Zusätzlich zu seiner beruflichen Laufbahn findet er auch noch Zeit, Romane zu schreiben. 1988 erscheint sein Debütroman Das Vermächtnis der Juliane Hall, eine Detektivgeschichte, die in die bayerische NS-Zeit führt. 1990 erscheint seine Erzählung Das letzte Gericht in der Literaturzeitschrift Literatur in Bayern (Nr. 19). Im gleichen Jahr folgt Der gläserne Mond und 1992 Ein Vogel singt auf Mykonos. Seitdem widmet sich Georg Brun ausschließlich historischen Themen. Es folgen Fackeln des Teufels (1998 – gewidmet seinem Doktorvater Hermann Nehlsen – als Theaterstück uraufgeführt im „Kleinen Theater“ in Garmisch-Partenkirchen), Das Vermächtnis der Katharer (2000), Der Engel der Kurie (2002), Der Augsburger Täufer (2003) und Der Magier (2006).

Es sind Romane, die dem Leser die Welt des kirchenbeherrschten Mittelalters, der sinnenfreudigen Renaissance und des opulenten Barocks anschaulich machen. Sittengeschichten mit Intoleranz, Verdrängung von Sexualität, kirchlichen Glaubenskämpfen und Hexenverfolgungen. In den verschiedenen Zeitepochen legt der Autor Brun seine kriminalistischen Spuren.

1989 erhält er den Bayerischen Kunstförderpreis in der Sparte Literatur und 1997 ein Aufenthaltsstipendium der Casa Baldi – Villa Massimo. Im Mai 2004 ist er offizieller Teilnehmer der 20. Weidener Literaturtage „Mitten in Europa – eine Chance für die Literatur?“

In den 1990er-Jahren gehört Georg Brun dem Vorstand der Deutschen Schillerstiftung von 1859 an und ist Mitglied der von Anton G. Leitner 1980 begründeten „Initiative Junger Autoren“ (IJA). Er ist außerdem Mitglied der europäischen Autorenvereinigung Die Kogge.

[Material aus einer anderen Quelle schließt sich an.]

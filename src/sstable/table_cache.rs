use crate::byteutils::put_fixed64;
use crate::cache::ShardedLRUCache;
use crate::env::Env;
use crate::iterator::{Cursor, EmptyCursor};
use crate::options::Options;
use crate::sstable::table::Table;
use crate::Result;
use std::path::{Path, PathBuf};
use std::sync::Arc;

/// Path of the table file numbered `number` in `dbname`.
pub fn table_file_name(dbname: &Path, number: u64) -> PathBuf {
    dbname.join(format!("{:06}.sst", number))
}

/// Keeps up to `entries` tables open, keyed by file number.
pub struct TableCache {
    dbname: PathBuf,
    options: Options,
    env: Arc<dyn Env>,
    cache: ShardedLRUCache<Table>,
}

impl TableCache {
    pub fn new(
        dbname: impl Into<PathBuf>,
        options: Options,
        env: Arc<dyn Env>,
        entries: usize,
    ) -> TableCache {
        TableCache {
            dbname: dbname.into(),
            options,
            env,
            cache: ShardedLRUCache::new(entries),
        }
    }

    /// Open table `file_number`, or return it from the cache.
    pub fn find_table(&self, file_number: u64, file_size: u64) -> Result<Arc<Table>> {
        let key = cache_key(file_number);
        if let Some(handle) = self.cache.lookup(&key) {
            return Ok(handle.value());
        }

        let path = table_file_name(&self.dbname, file_number);
        let file = self.env.new_random_access_file(&path)?;
        // Failures are not cached, so a repaired file is picked up on the next lookup
        let table = Table::open(self.options.clone(), file, file_size)?;
        debug!("opened table {}", path.display());
        Ok(self.cache.insert(&key, table, 1, None).value())
    }

    /// Search table `file_number` for `key`, see [Table::find].
    pub fn get(
        &self,
        file_number: u64,
        file_size: u64,
        key: &[u8],
    ) -> Result<Option<(Vec<u8>, Vec<u8>)>> {
        self.find_table(file_number, file_size)?.find(key)
    }

    /// Cursor over table `file_number`. Errors opening the table are reported by the
    /// cursor's status.
    pub fn iter(&self, file_number: u64, file_size: u64) -> Box<dyn Cursor> {
        match self.find_table(file_number, file_size) {
            Ok(table) => Box::new(table.iter()),
            Err(e) => Box::new(EmptyCursor::with_error(e)),
        }
    }

    /// Drop any entry for `file_number`. Cursors already open keep the table alive.
    pub fn evict(&self, file_number: u64) {
        self.cache.erase(&cache_key(file_number));
    }
}

fn cache_key(file_number: u64) -> Vec<u8> {
    let mut key = Vec::with_capacity(8);
    put_fixed64(&mut key, file_number);
    key
}
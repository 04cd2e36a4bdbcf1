//! File system and background work abstractions.

pub mod background;
pub mod file_system;

use crate::Result;
use std::path::Path;

pub use background::{BackgroundScheduler, Job};
pub use file_system::PosixEnv;

/// A file read sequentially.
pub trait SequentialFile: Send {
    /// Read up to `n` bytes. Fewer bytes are returned only at end of file.
    fn read(&mut self, n: usize) -> Result<Vec<u8>>;

    /// Skip `n` bytes. Skipping past the end is not an error.
    fn skip(&mut self, n: u64) -> Result<()>;
}

/// A file read at arbitrary offsets, safe for concurrent use.
pub trait RandomAccessFile: Send + Sync {
    /// Read up to `n` bytes starting at `offset`. Fewer bytes are returned only at end of file.
    fn read(&self, offset: u64, n: usize) -> Result<Vec<u8>>;
}

/// A file written sequentially. Implementations may buffer appends.
pub trait WritableFile: Send {
    fn append(&mut self, data: &[u8]) -> Result<()>;

    /// Push buffered data to the operating system.
    fn flush(&mut self) -> Result<()>;

    /// Flush and make the data durable.
    fn sync(&mut self) -> Result<()>;

    fn close(&mut self) -> Result<()>;
}

impl<W: WritableFile + ?Sized> WritableFile for Box<W> {
    fn append(&mut self, data: &[u8]) -> Result<()> {
        (**self).append(data)
    }

    fn flush(&mut self) -> Result<()> {
        (**self).flush()
    }

    fn sync(&mut self) -> Result<()> {
        (**self).sync()
    }

    fn close(&mut self) -> Result<()> {
        (**self).close()
    }
}

/// Operating system services used by the storage engine.
pub trait Env: Send + Sync {
    fn new_sequential_file(&self, path: &Path) -> Result<Box<dyn SequentialFile>>;

    fn new_random_access_file(&self, path: &Path) -> Result<Box<dyn RandomAccessFile>>;

    /// Create a new file, truncating any existing one.
    fn new_writable_file(&self, path: &Path) -> Result<Box<dyn WritableFile>>;

    /// Open a file for appending, creating it if needed.
    fn new_appendable_file(&self, path: &Path) -> Result<Box<dyn WritableFile>>;

    fn file_exists(&self, path: &Path) -> bool;

    /// Names of the entries in `dir`, without the directory prefix.
    fn get_children(&self, dir: &Path) -> Result<Vec<String>>;

    fn remove_file(&self, path: &Path) -> Result<()>;

    fn create_dir(&self, dir: &Path) -> Result<()>;

    fn remove_dir(&self, dir: &Path) -> Result<()>;

    fn get_file_size(&self, path: &Path) -> Result<u64>;

    fn rename_file(&self, from: &Path, to: &Path) -> Result<()>;

    /// Run `job` once on a background thread. Jobs run one at a time in FIFO order.
    fn schedule(&self, job: Job) -> Result<()>;
}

Der Schriftsteller und Jurist lebt und arbeitet in München.

Verfasser: Bernhard M. Baron / Bayerische Staatsbibliothek

Sekundärliteratur:

„apz“ [= Anastasia Poscharsky-Ziegler] (2004): Das echte Mittelalter. Autor Georg Brun recherchiert bis ins Detail. In: Der neue Tag (Weiden i.d. OPf.), 8. Mai.

Brun, Georg (1995): Und frei erklär ich alle meine Knechte. Zur Genese der Deutschen Schillerstiftung. In: Nikolaus Turner (Hg.): Deutsche Schillerstiftung von 1859. Dokumentation der Festveranstaltung aus Anlass der Neuerrichtung. Fürstenfeldbruck.

Hofstetter, Alexander (2007): Public History am Beispiel des historischen Romans Der Augsburger Täufer von Georg Brun (Seminararbeit an der Universität Augsburg). München.

Moser, Dietz-Rüdiger (Hg.) (1997): Lexikon der deutschsprachigen Gegenwartsliteratur seit 1945. Bd. 1. München, S. 187f.